- **Records to process**
━━━━
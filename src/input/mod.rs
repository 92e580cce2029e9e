//! Module input: question schemas and the answers users give to them
//!
//! A module may declare an input schema, an ordered list of questions.
//! Users answer the questions with an answer document (JSON), which is
//! validated against the schema and stored next to the manifest.
//!
//! ## Flow
//!
//! ```text
//! index schema ──► QuestionSpec ──► render() ──► prompts (info, external prompter)
//!                       │
//! set-input JSON ──► deserialize() ──► Answers ──► serialize() ──► inputs/<module>.json
//! ```
//!
//! `deserialize(serialize(x), schema) == x` for every valid `x`, and the
//! canonical text of a document never changes across a get/set cycle.

pub mod answers;
pub mod codec;
pub mod render;
pub mod schema;

pub use answers::{Answer, AnswerValue, Answers, ResponseGroup, Scalar};
pub use codec::{AnswerDocument, deserialize, serialize};
pub use render::{Prompt, PromptKind, render, skeleton};
pub use schema::{QuestionKind, QuestionSpec, RawQuestion, parse_schema};
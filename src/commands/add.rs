//! Add command implementation

use std::path::PathBuf;

use crate::cli::AddArgs;
use crate::commands::{find_project, report_outcome};
use crate::error::Result;
use crate::operations::add_modules;

/// Run add command
pub fn run(project: Option<PathBuf>, args: AddArgs) -> Result<()> {
    let project = find_project(project)?;
    let outcome = add_modules(&project, &args.modules)?;
    report_outcome(&outcome, "Nothing to add: the project already has these modules.");
    Ok(())
}
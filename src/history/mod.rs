//! Project history
//!
//! Every change to a project is recorded as one commit. The transaction
//! log only needs the small capability below, which keeps it testable
//! with a fake backend; [`GitHistory`] is the real one.

pub mod git;

use std::fmt;
use std::path::PathBuf;

use crate::error::Result;

pub use git::GitHistory;

/// Identifier of a recorded change (a git commit SHA for [`GitHistory`])
#[derive(Debug, Clone, PartialEq, Eq, Hash)]
pub struct CommitId(pub String);

impl CommitId {
    /// First 7 characters, as git prints them
    pub fn short(&self) -> &str {
        self.0.get(..7).unwrap_or(&self.0)
    }
}

impl fmt::Display for CommitId {
    fn fmt(&self, f: &mut fmt::Formatter<'_>) -> fmt::Result {
        f.write_str(&self.0)
    }
}

/// Append-only record of project changes
pub trait History {
    /// Stage exactly `paths` (relative to the project root; missing files
    /// are staged as deletions) and record them as one change
    fn commit(&self, paths: &[PathBuf], message: &str) -> Result<CommitId>;

    /// The latest change, or `None` before the first commit
    fn current_head(&self) -> Result<Option<CommitId>>;

    /// Whether changes are staged but not committed
    fn has_staged_changes(&self) -> Result<bool>;

    /// Whether tracked files differ from the index, or untracked files exist
    fn has_working_changes(&self) -> Result<bool>;
}
//! Rendering schemas into promptable questions
//!
//! The interactive prompter itself lives outside this crate; it consumes
//! the [`Prompt`] list. `info` prints the same list, and `get-input` uses
//! [`skeleton`] for modules that have no answers yet.

use std::fmt;

use serde_json::{Map, Value};

use crate::input::codec::AnswerDocument;
use crate::input::schema::{QuestionKind, QuestionSpec};

#[derive(Debug, Clone, PartialEq)]
pub enum PromptKind {
    Text,
    Confirm,
    Choice(Vec<String>),
    /// Ask `fields` once per repetition, then `while_prompt` (yes/no) to continue
    Repeat {
        while_prompt: String,
        fields: Vec<Prompt>,
    },
}

/// One question as presented to a user
#[derive(Debug, Clone, PartialEq)]
pub struct Prompt {
    /// Dotted path of the answer, e.g. `files.path`
    pub path: String,
    pub label: String,
    pub text: String,
    pub default: Option<String>,
    pub required: bool,
    pub kind: PromptKind,
}

/// Turn a schema into prompts, depth first
pub fn render(schema: &[QuestionSpec]) -> Vec<Prompt> {
    render_level(schema, None)
}

fn render_level(schema: &[QuestionSpec], parent: Option<&str>) -> Vec<Prompt> {
    schema
        .iter()
        .map(|question| {
            let path = match parent {
                Some(parent) => format!("{parent}.{}", question.key),
                None => question.key.clone(),
            };
            let kind = match &question.kind {
                QuestionKind::String => PromptKind::Text,
                QuestionKind::Boolean => PromptKind::Confirm,
                QuestionKind::Select { options } => PromptKind::Choice(options.clone()),
                QuestionKind::List {
                    subtype,
                    while_prompt,
                } => PromptKind::Repeat {
                    while_prompt: while_prompt
                        .clone()
                        .unwrap_or_else(|| format!("Add another {}?", question.label)),
                    fields: render_level(subtype, Some(&path)),
                },
            };

            Prompt {
                text: question
                    .question
                    .clone()
                    .unwrap_or_else(|| question.label.clone()),
                label: question.label.clone(),
                default: question.default.as_ref().map(default_text),
                required: question.is_required(),
                path,
                kind,
            }
        })
        .collect()
}

fn default_text(value: &Value) -> String {
    match value {
        Value::String(s) => s.clone(),
        other => other.to_string(),
    }
}

/// Document shown for a module that has not been configured yet
///
/// Scalars carry their default (or `null`), lists an empty `response`.
pub fn skeleton(schema: &[QuestionSpec]) -> AnswerDocument {
    let records = schema
        .iter()
        .map(|question| {
            let mut record = Map::new();
            record.insert("variable".to_string(), Value::String(question.key.clone()));
            if question.is_list() {
                record.insert("response".to_string(), Value::Array(Vec::new()));
            } else {
                record.insert(
                    "value".to_string(),
                    question.default.clone().unwrap_or(Value::Null),
                );
            }
            Value::Object(record)
        })
        .collect();

    AnswerDocument::from_value(Value::Array(records))
}

impl fmt::Display for Prompt {
    fn fmt(&self, f: &mut fmt::Formatter<'_>) -> fmt::Result {
        write_prompt(f, self, 0)
    }
}

fn write_prompt(f: &mut fmt::Formatter<'_>, prompt: &Prompt, depth: usize) -> fmt::Result {
    let indent = "  ".repeat(depth);
    let marker = if prompt.required { " (required)" } else { "" };
    write!(f, "{indent}{}: {}{marker}", prompt.path, prompt.text)?;

    match &prompt.kind {
        PromptKind::Text => {}
        PromptKind::Confirm => write!(f, " [yes/no]")?,
        PromptKind::Choice(options) => write!(f, " [{}]", options.join("/"))?,
        PromptKind::Repeat { while_prompt, .. } => write!(f, " (repeats: {while_prompt})")?,
    }
    if let Some(default) = &prompt.default {
        write!(f, " default: {default}")?;
    }

    if let PromptKind::Repeat { fields, .. } = &prompt.kind {
        for field in fields {
            writeln!(f)?;
            write_prompt(f, field, depth + 1)?;
        }
    }
    Ok(())
}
━━━━
- **Problem requirements**
Set down each entry again, unchanged.

- **Result for this task**
filename src/input/mod.rs
repository 92e580cce2029e9e
//! Module input: question schemas and the answers users give to them
//!
//! A module may declare an input schema, an ordered list of questions.
//! Users answer the questions with an answer document (JSON), which is
//! validated against the schema and stored next to the manifest.
//!
//! ## Flow
//!
//! ```text
//! index schema ──► QuestionSpec ──► render() ──► prompts (info, external prompter)
//!                       │
//! set-input JSON ──► deserialize() ──► Answers ──► serialize() ──► inputs/<module>.json
//! ```
//!
//! `deserialize(serialize(x), schema) == x` for every valid `x`, and the
//! canonical text of a document never changes across a get/set cycle.

pub mod answers;
pub mod codec;
pub mod render;
pub mod schema;

pub use answers::{Answer, AnswerValue, Answers, ResponseGroup, Scalar};
pub use codec::{AnswerDocument, deserialize, serialize};
pub use render::{Prompt, PromptKind, render, skeleton};
pub use schema::{QuestionKind, QuestionSpec, RawQuestion, parse_schema};
filename src/commands/add.rs
//! Add command implementation

use std::path::PathBuf;

use crate::cli::AddArgs;
use crate::commands::{find_project, report_outcome};
use crate::error::Result;
use crate::operations::add_modules;

/// Run add command
pub fn run(project: Option<PathBuf>, args: AddArgs) -> Result<()> {
    let project = find_project(project)?;
    let outcome = add_modules(&project, &args.modules)?;
    report_outcome(&outcome, "Nothing to add: the project already has these modules.");
    Ok(())
}
filename src/history/mod.rs
//! Project history
//!
//! Every change to a project is recorded as one commit. The transaction
//! log only needs the small capability below, which keeps it testable
//! with a fake backend; [`GitHistory`] is the real one.

pub mod git;

use std::fmt;
use std::path::PathBuf;

use crate::error::Result;

pub use git::GitHistory;

/// Identifier of a recorded change (a git commit SHA for [`GitHistory`])
#[derive(Debug, Clone, PartialEq, Eq, Hash)]
pub struct CommitId(pub String);

impl CommitId {
    /// First 7 characters, as git prints them
    pub fn short(&self) -> &str {
        self.0.get(..7).unwrap_or(&self.0)
    }
}

impl fmt::Display for CommitId {
    fn fmt(&self, f: &mut fmt::Formatter<'_>) -> fmt::Result {
        f.write_str(&self.0)
    }
}

/// Append-only record of project changes
pub trait History {
    /// Stage exactly `paths` (relative to the project root; missing files
    /// are staged as deletions) and record them as one change
    fn commit(&self, paths: &[PathBuf], message: &str) -> Result<CommitId>;

    /// The latest change, or `None` before the first commit
    fn current_head(&self) -> Result<Option<CommitId>>;

    /// Whether changes are staged but not committed
    fn has_staged_changes(&self) -> Result<bool>;

    /// Whether tracked files differ from the index, or untracked files exist
    fn has_working_changes(&self) -> Result<bool>;
}
//! Rendering schemas into promptable questions
//!
//! The interactive prompter itself lives outside this crate; it consumes
//! the [`Prompt`] list. `info` prints the same list, and `get-input` uses
//! [`skeleton`] for modules that have no answers yet.

use std::fmt;

use serde_json::{Map, Value};

use crate::input::codec::AnswerDocument;
use crate::input::schema::{QuestionKind, QuestionSpec};

#[derive(Debug, Clone, PartialEq)]
pub enum PromptKind {
    Text,
    Confirm,
    Choice(Vec<String>),
    /// Ask `fields` once per repetition, then `while_prompt` (yes/no) to continue
    Repeat {
        while_prompt: String,
        fields: Vec<Prompt>,
    },
}

/// One question as presented to a user
#[derive(Debug, Clone, PartialEq)]
pub struct Prompt {
    /// Dotted path of the answer, e.g. `files.path`
    pub path: String,
    pub label: String,
    pub text: String,
    pub default: Option<String>,
    pub required: bool,
    pub kind: PromptKind,
}

/// Turn a schema into prompts, depth first
pub fn render(schema: &[QuestionSpec]) -> Vec<Prompt> {
    render_level(schema, None)
}

fn render_level(schema: &[QuestionSpec], parent: Option<&str>) -> Vec<Prompt> {
    schema
        .iter()
        .map(|question| {
            let path = match parent {
                Some(parent) => format!("{parent}.{}", question.key),
                None => question.key.clone(),
            };
            let kind = match &question.kind {
                QuestionKind::String => PromptKind::Text,
                QuestionKind::Boolean => PromptKind::Confirm,
                QuestionKind::Select { options } => PromptKind::Choice(options.clone()),
                QuestionKind::List {
                    subtype,
                    while_prompt,
                } => PromptKind::Repeat {
                    while_prompt: while_prompt
                        .clone()
                        .unwrap_or_else(|| format!("Add another {}?", question.label)),
                    fields: render_level(subtype, Some(&path)),
                },
            };

            Prompt {
                text: question
                    .question
                    .clone()
                    .unwrap_or_else(|| question.label.clone()),
                label: question.label.clone(),
                default: question.default.as_ref().map(default_text),
                required: question.is_required(),
                path,
                kind,
            }
        })
        .collect()
}

fn default_text(value: &Value) -> String {
    match value {
        Value::String(s) => s.clone(),
        other => other.to_string(),
    }
}

/// Document shown for a module that has not been configured yet
///
/// Scalars carry their default (or `null`), lists an empty `response`.
pub fn skeleton(schema: &[QuestionSpec]) -> AnswerDocument {
    let records = schema
        .iter()
        .map(|question| {
            let mut record = Map::new();
            record.insert("variable".to_string(), Value::String(question.key.clone()));
            if question.is_list() {
                record.insert("response".to_string(), Value::Array(Vec::new()));
            } else {
                record.insert(
                    "value".to_string(),
                    question.default.clone().unwrap_or(Value::Null),
                );
            }
            Value::Object(record)
        })
        .collect();

    AnswerDocument::from_value(Value::Array(records))
}

impl fmt::Display for Prompt {
    fn fmt(&self, f: &mut fmt::Formatter<'_>) -> fmt::Result {
        write_prompt(f, self, 0)
    }
}

fn write_prompt(f: &mut fmt::Formatter<'_>, prompt: &Prompt, depth: usize) -> fmt::Result {
    let indent = "  ".repeat(depth);
    let marker = if prompt.required { " (required)" } else { "" };
    write!(f, "{indent}{}: {}{marker}", prompt.path, prompt.text)?;

    match &prompt.kind {
        PromptKind::Text => {}
        PromptKind::Confirm => write!(f, " [yes/no]")?,
        PromptKind::Choice(options) => write!(f, " [{}]", options.join("/"))?,
        PromptKind::Repeat { while_prompt, .. } => write!(f, " (repeats: {while_prompt})")?,
    }
    if let Some(default) = &prompt.default {
        write!(f, " default: {default}")?;
    }

    if let PromptKind::Repeat { fields, .. } = &prompt.kind {
        for field in fields {
            writeln!(f)?;
            write_prompt(f, field, depth + 1)?;
        }
    }
    Ok(())
}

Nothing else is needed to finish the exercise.